Sustainable Utilization of Fungi in Agriculture and Industry

Commercial Fungal Exopolysaccharides: Botryosphaeran, Pullulan, and Scleroglucan

Author(s): Valerie Gonsalves* and Sheryanne Velho Pereira *

Pp: 238-254 (17)

DOI: 10.2174/9789815040340122040018

* (Excluding Mailing and Handling)


Interest in polymer production by microorganisms has significantly
increased due to its widespread use in various sectors. There are three major classes of
microbial polysaccharides, namely extracellular, intracellular and structural.
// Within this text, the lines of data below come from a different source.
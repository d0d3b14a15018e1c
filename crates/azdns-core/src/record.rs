//! Record model
//!
//! Maps a string-typed update request onto the record-set payload that is
//! submitted to the zone. Only A and AAAA are representable.

use crate::error::{Error, Result};
use serde::{Deserialize, Serialize};
use std::fmt;
use std::net::{IpAddr, Ipv4Addr, Ipv6Addr};
use std::str::FromStr;

/// DNS record type
#[derive(Debug, Clone, Copy, PartialEq, Eq, Hash, Serialize, Deserialize)]
pub enum RecordType {
    /// IPv4 address record
    A,
    /// IPv6 address record
    #[serde(rename = "AAAA")]
    Aaaa,
}

impl RecordType {
    /// Wire name of the type, as used in record-set paths and payloads
    pub fn as_str(&self) -> &'static str {
        match self {
            RecordType::A => "A",
            RecordType::Aaaa => "AAAA",
        }
    }
}

impl fmt::Display for RecordType {
    fn fmt(&self, f: &mut fmt::Formatter<'_>) -> fmt::Result {
        f.write_str(self.as_str())
    }
}

impl FromStr for RecordType {
    type Err = Error;

    fn from_str(s: &str) -> Result<Self> {
        match s {
            "A" => Ok(RecordType::A),
            "AAAA" => Ok(RecordType::Aaaa),
            other => Err(Error::unsupported_record_type(other)),
        }
    }
}

/// Record content, tagged by kind
///
/// Carries both the parsed address and the literal the caller supplied. The
/// literal is what gets submitted, so `2001:DB8::0001` reaches the zone as
/// written rather than in canonical form.
#[derive(Debug, Clone, PartialEq, Eq)]
pub enum RecordData {
    A { address: Ipv4Addr, literal: String },
    Aaaa { address: Ipv6Addr, literal: String },
}

impl RecordData {
    /// Check that `value` is an address of the family `record_type` calls for
    ///
    /// A accepts dotted-quad literals, including zero-padded octets
    /// (`010.0.0.1`). AAAA accepts any IPv6 literal with an optional
    /// `%zone` suffix.
    pub fn parse(record_type: RecordType, value: &str) -> Result<Self> {
        match record_type {
            RecordType::A => parse_ipv4(value)
                .map(|address| RecordData::A {
                    address,
                    literal: value.to_string(),
                })
                .ok_or_else(|| {
                    Error::invalid_record_value("A", value, "not an IPv4 address literal")
                }),
            RecordType::Aaaa => parse_ipv6(value)
                .map(|address| RecordData::Aaaa {
                    address,
                    literal: value.to_string(),
                })
                .ok_or_else(|| {
                    Error::invalid_record_value("AAAA", value, "not an IPv6 address literal")
                }),
        }
    }

    pub fn record_type(&self) -> RecordType {
        match self {
            RecordData::A { .. } => RecordType::A,
            RecordData::Aaaa { .. } => RecordType::Aaaa,
        }
    }

    pub fn address(&self) -> IpAddr {
        match self {
            RecordData::A { address, .. } => IpAddr::V4(*address),
            RecordData::Aaaa { address, .. } => IpAddr::V6(*address),
        }
    }

    /// The address exactly as supplied
    pub fn literal(&self) -> &str {
        match self {
            RecordData::A { literal, .. } | RecordData::Aaaa { literal, .. } => literal,
        }
    }
}

impl From<IpAddr> for RecordData {
    fn from(ip: IpAddr) -> Self {
        match ip {
            IpAddr::V4(address) => RecordData::A {
                address,
                literal: address.to_string(),
            },
            IpAddr::V6(address) => RecordData::Aaaa {
                address,
                literal: address.to_string(),
            },
        }
    }
}

fn parse_ipv4(value: &str) -> Option<Ipv4Addr> {
    if let Ok(addr) = value.parse::<Ipv4Addr>() {
        return Some(addr);
    }

    // Zero-padded octets, which the std parser refuses
    let mut octets = [0u8; 4];
    let mut parts = value.split('.');
    for octet in octets.iter_mut() {
        let part = parts.next()?;
        if part.is_empty() || part.len() > 3 || !part.bytes().all(|b| b.is_ascii_digit()) {
            return None;
        }
        *octet = part.parse().ok()?;
    }
    if parts.next().is_some() {
        return None;
    }
    Some(Ipv4Addr::from(octets))
}

fn parse_ipv6(value: &str) -> Option<Ipv6Addr> {
    let base = match value.split_once('%') {
        Some((base, zone)) if !zone.is_empty() => base,
        Some(_) => return None,
        None => value,
    };
    base.parse().ok()
}

/// Record-set payload submitted by a create-or-update call
///
/// Holds exactly one record. Submitting it replaces whatever the zone held
/// for the same (name, type).
#[derive(Debug, Clone, PartialEq, Eq)]
pub struct RecordSet {
    /// Record name as supplied by the caller
    pub name: String,
    /// Time-to-live in seconds
    pub ttl: i64,
    /// The single record of the set
    pub data: RecordData,
}

impl RecordSet {
    pub fn new(name: impl Into<String>, ttl: i64, data: RecordData) -> Self {
        Self {
            name: name.into(),
            ttl,
            data,
        }
    }

    pub fn record_type(&self) -> RecordType {
        self.data.record_type()
    }
}

/// Addressing tuple of a create-or-update call
#[derive(Debug, Clone, PartialEq, Eq, Hash)]
pub struct RecordSetKey {
    pub subscription_id: String,
    pub resource_group: String,
    pub zone_name: String,
    /// Record-set name relative to the zone (the `domain` argument of an update)
    pub relative_name: String,
    pub record_type: RecordType,
}

/// String-typed update request, as accepted from callers and config
#[derive(Debug, Clone, PartialEq, Eq, Serialize, Deserialize)]
pub struct UpdateRequest {
    pub domain: String,
    pub record_type: String,
    pub record_name: String,
    pub record_value: String,
    pub ttl: i64,
}

impl UpdateRequest {
    pub fn new(
        domain: impl Into<String>,
        record_type: impl Into<String>,
        record_name: impl Into<String>,
        record_value: impl Into<String>,
        ttl: i64,
    ) -> Self {
        Self {
            domain: domain.into(),
            record_type: record_type.into(),
            record_name: record_name.into(),
            record_value: record_value.into(),
            ttl,
        }
    }
}

#[cfg(test)]
mod tests {
    use super::*;

    #[test]
    fn test_record_type_parsing() {
        assert_eq!("A".parse::<RecordType>().unwrap(), RecordType::A);
        assert_eq!("AAAA".parse::<RecordType>().unwrap(), RecordType::Aaaa);

        for unsupported in ["CNAME", "TXT", "MX", "a", "aaaa", "", " A"] {
            match unsupported.parse::<RecordType>() {
                Err(Error::UnsupportedRecordType(t)) => assert_eq!(t, unsupported),
                other => {
                    panic!("expected UnsupportedRecordType for {unsupported:?}, got {other:?}")
                }
            }
        }
    }

    #[test]
    fn test_record_type_display() {
        assert_eq!(RecordType::A.to_string(), "A");
        assert_eq!(RecordType::Aaaa.to_string(), "AAAA");
    }

    #[test]
    fn test_record_data_parse() {
        let a = RecordData::parse(RecordType::A, "203.0.113.5").unwrap();
        assert_eq!(a.address(), IpAddr::V4(Ipv4Addr::new(203, 0, 113, 5)));
        assert_eq!(a.record_type(), RecordType::A);

        let aaaa = RecordData::parse(RecordType::Aaaa, "2001:db8::1").unwrap();
        assert_eq!(aaaa.record_type(), RecordType::Aaaa);
        assert_eq!(aaaa.address(), "2001:db8::1".parse::<IpAddr>().unwrap());
    }

    #[test]
    fn test_record_data_rejects_wrong_family() {
        let err = RecordData::parse(RecordType::A, "2001:db8::1").unwrap_err();
        assert!(matches!(
            err,
            Error::InvalidRecordValue { ref record_type, .. } if record_type == "A"
        ));

        let err = RecordData::parse(RecordType::Aaaa, "203.0.113.5").unwrap_err();
        assert!(matches!(
            err,
            Error::InvalidRecordValue { ref record_type, .. } if record_type == "AAAA"
        ));

        assert!(RecordData::parse(RecordType::A, "www.example.com").is_err());
        assert!(RecordData::parse(RecordType::A, "203.0.113").is_err());
        assert!(RecordData::parse(RecordType::A, "203.0.113.5.1").is_err());
        assert!(RecordData::parse(RecordType::A, "256.0.0.1").is_err());
        assert!(RecordData::parse(RecordType::Aaaa, "fe80::1%").is_err());
    }

    #[test]
    fn test_record_data_keeps_supplied_literal() {
        let aaaa = RecordData::parse(RecordType::Aaaa, "2001:DB8::0001").unwrap();
        assert_eq!(aaaa.literal(), "2001:DB8::0001");
        assert_eq!(aaaa.address(), "2001:db8::1".parse::<IpAddr>().unwrap());

        let padded = RecordData::parse(RecordType::A, "010.0.0.1").unwrap();
        assert_eq!(padded.literal(), "010.0.0.1");
        assert_eq!(padded.address(), IpAddr::V4(Ipv4Addr::new(10, 0, 0, 1)));

        let scoped = RecordData::parse(RecordType::Aaaa, "fe80::1%eth0").unwrap();
        assert_eq!(scoped.literal(), "fe80::1%eth0");
        assert_eq!(scoped.address(), "fe80::1".parse::<IpAddr>().unwrap());
    }

    #[test]
    fn test_record_set_type_follows_data() {
        let set = RecordSet::new("www", 300, RecordData::from("::1".parse::<IpAddr>().unwrap()));
        assert_eq!(set.record_type(), RecordType::Aaaa);
        assert_eq!(set.ttl, 300);
    }
}
//! DNS update adapter
//!
//! [`DnsUpdater`] turns one `(domain, type, name, value, ttl)` request into
//! one create-or-update call:
//!
//! ```text
//!  update_record(..)
//!        │
//!        ├─ parse type / value ───────── UnsupportedRecordType | InvalidRecordValue
//!        │
//!        ├─ CredentialProvider::get_token ── Authentication
//!        │
//!        └─ RecordSetsClient::create_or_update ── ProviderApi
//! ```
//!
//! Input validation happens before any I/O, so a bad request never reaches
//! the credential provider or the network.

use crate::config::ZoneIdentity;
use crate::error::{Error, Result};
use crate::record::{RecordData, RecordSet, RecordSetKey, RecordType, UpdateRequest};
use crate::traits::{CredentialProvider, MANAGEMENT_SCOPE, RecordSetsClient};
use std::sync::Arc;
use tracing::{debug, info};

/// Handle for updating records in one zone
///
/// Holds immutable data only. Concurrent calls on the same handle are
/// independent of each other.
#[derive(Clone)]
pub struct DnsUpdater {
    identity: ZoneIdentity,
    scope: String,
    credential: Arc<dyn CredentialProvider>,
    client: Arc<dyn RecordSetsClient>,
}

impl std::fmt::Debug for DnsUpdater {
    fn fmt(&self, f: &mut std::fmt::Formatter<'_>) -> std::fmt::Result {
        f.debug_struct("DnsUpdater")
            .field("identity", &self.identity)
            .field("scope", &self.scope)
            .field("credential", &self.credential.credential_name())
            .field("client", &self.client.client_name())
            .finish()
    }
}

impl DnsUpdater {
    /// Create an updater for `identity`
    ///
    /// Performs no I/O. Credentials are resolved on each update.
    pub fn new(
        identity: ZoneIdentity,
        credential: Arc<dyn CredentialProvider>,
        client: Arc<dyn RecordSetsClient>,
    ) -> Self {
        Self {
            identity,
            scope: MANAGEMENT_SCOPE.to_string(),
            credential,
            client,
        }
    }

    /// Request tokens for `scope` instead of the public-cloud management scope
    pub fn with_scope(mut self, scope: impl Into<String>) -> Self {
        self.scope = scope.into();
        self
    }

    pub fn identity(&self) -> &ZoneIdentity {
        &self.identity
    }

    pub fn scope(&self) -> &str {
        &self.scope
    }

    /// Create or replace the record set `domain` with a single record
    ///
    /// # Parameters
    ///
    /// - `domain`: record-set name relative to the zone (addresses the set)
    /// - `record_type`: "A" or "AAAA"
    /// - `record_name`: name carried in the payload
    /// - `record_value`: IPv4 literal for A, IPv6 literal for AAAA
    /// - `ttl`: seconds
    ///
    /// # Errors
    ///
    /// - [`Error::UnsupportedRecordType`] / [`Error::InvalidRecordValue`]:
    ///   returned before any credential lookup or network call
    /// - [`Error::Authentication`]: no token; the zone is not contacted
    /// - [`Error::ProviderApi`]: the create-or-update call failed (not retried)
    pub async fn update_record(
        &self,
        domain: &str,
        record_type: &str,
        record_name: &str,
        record_value: &str,
        ttl: i64,
    ) -> Result<()> {
        let record_type: RecordType = record_type.parse()?;
        let data = RecordData::parse(record_type, record_value)?;
        let record_set = RecordSet::new(record_name, ttl, data);
        let key = RecordSetKey {
            subscription_id: self.identity.subscription_id.clone(),
            resource_group: self.identity.resource_group.clone(),
            zone_name: self.identity.zone_name.clone(),
            relative_name: domain.to_string(),
            record_type,
        };

        debug!(
            "Resolving credential '{}' for {}",
            self.credential.credential_name(),
            self.scope
        );
        let token = self
            .credential
            .get_token(&self.scope)
            .await
            .map_err(|e| match e {
                Error::Authentication(_) => e,
                other => Error::auth(other.to_string()),
            })?;

        info!(
            "Submitting {} record set {} in zone {} -> {} (ttl {})",
            record_type,
            domain,
            self.identity.zone_name,
            record_set.data.literal(),
            ttl
        );

        self.client
            .create_or_update(&token, &key, &record_set)
            .await?;

        info!("Record set {} ({}) updated", domain, record_type);
        Ok(())
    }

    /// [`update_record`](Self::update_record) taking a bundled request
    pub async fn update(&self, request: &UpdateRequest) -> Result<()> {
        self.update_record(
            &request.domain,
            &request.record_type,
            &request.record_name,
            &request.record_value,
            request.ttl,
        )
        .await
    }
}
Of these,
exopolysaccharides are preferred because of their easy isolation and purification and
also because of their high yielding potential in a short time period. Exopolysaccharide
production is reported in a considerable number of fungi, including higher
basidiomycetes, lower filamentous fungi, and yeasts from different ecological niches.
Among these, the exopolysaccharides, botryosphaeran, pullulan, and scleroglucan,
produced by Aureobasidium pullulans, Botryosphaeria, and Sclerotium, respectively,
have been commercially produced and are well known for their applications in diverse
fields. Exopolysaccharide production in fungi mainly depends on the fungal strain
used, the physical conditions used for fermentation, and the medium components used
for the production. Fungal exopolysaccharides are significant primarily because of their
properties such as pseudoplasticity, resistance to salt and thermal degradation, high
viscosity even at diluted concentrations, and high-temperature tolerance. Fungal
polysaccharides have been extensively exploited in various sectors such as petroleum,
bioremediation, food, biomedical, cosmetic, textile, and pharmaceutical.

Keywords: Botryosphaeran, Exopolysacharides, Pullulan, Scleroglucan.